→ Material supplied:

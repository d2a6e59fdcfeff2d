use chrono::{DateTime, Utc};
use serde::{Deserialize, Serialize};
use uuid::Uuid;

/// How a single ingestion run ended.
#[derive(Debug, Clone, PartialEq, Eq, Serialize, Deserialize)]
#[serde(rename_all = "snake_case", tag = "status")]
pub enum IngestionOutcome {
    /// Every chunk was written.
    Complete,
    /// Every chunk was scheduled but some could not be written.
    Partial { failed: u64 },
    /// Cooperative cancellation stopped scheduling before the end.
    Cancelled,
    /// A fatal store error stopped the run.
    Aborted { reason: String },
}

#[derive(Debug, Clone, PartialEq, Eq, Serialize, Deserialize)]
pub struct ChunkFailure {
    pub chunk_index: u64,
    pub attempts: u32,
    pub error: String,
}

#[derive(Debug, Clone, Serialize, Deserialize)]
pub struct IngestionSummary {
    pub run_id: Uuid,
    pub document_id: String,
    pub outcome: IngestionOutcome,
    pub chunks_total: u64,
    pub chunks_attempted: u64,
    pub chunks_written: u64,
    pub chunks_failed: u64,
    /// Distinct entity names across all chunks written in this run.
    pub distinct_entities_seen: u64,
    pub failures: Vec<ChunkFailure>,
    /// `None` when pruning was skipped or failed.
    pub stale_chunks_removed: Option<u64>,
    pub started_at: DateTime<Utc>,
    pub finished_at: DateTime<Utc>,
}

impl IngestionSummary {
    pub fn is_complete(&self) -> bool {
        self.outcome == IngestionOutcome::Complete
    }
}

→ Task goal:
Among the entries, copy every line containing the word "DateTime".

→ Result for this task:
use chrono::{DateTime, Utc};
    pub started_at: DateTime<Utc>,
    pub finished_at: DateTime<Utc>,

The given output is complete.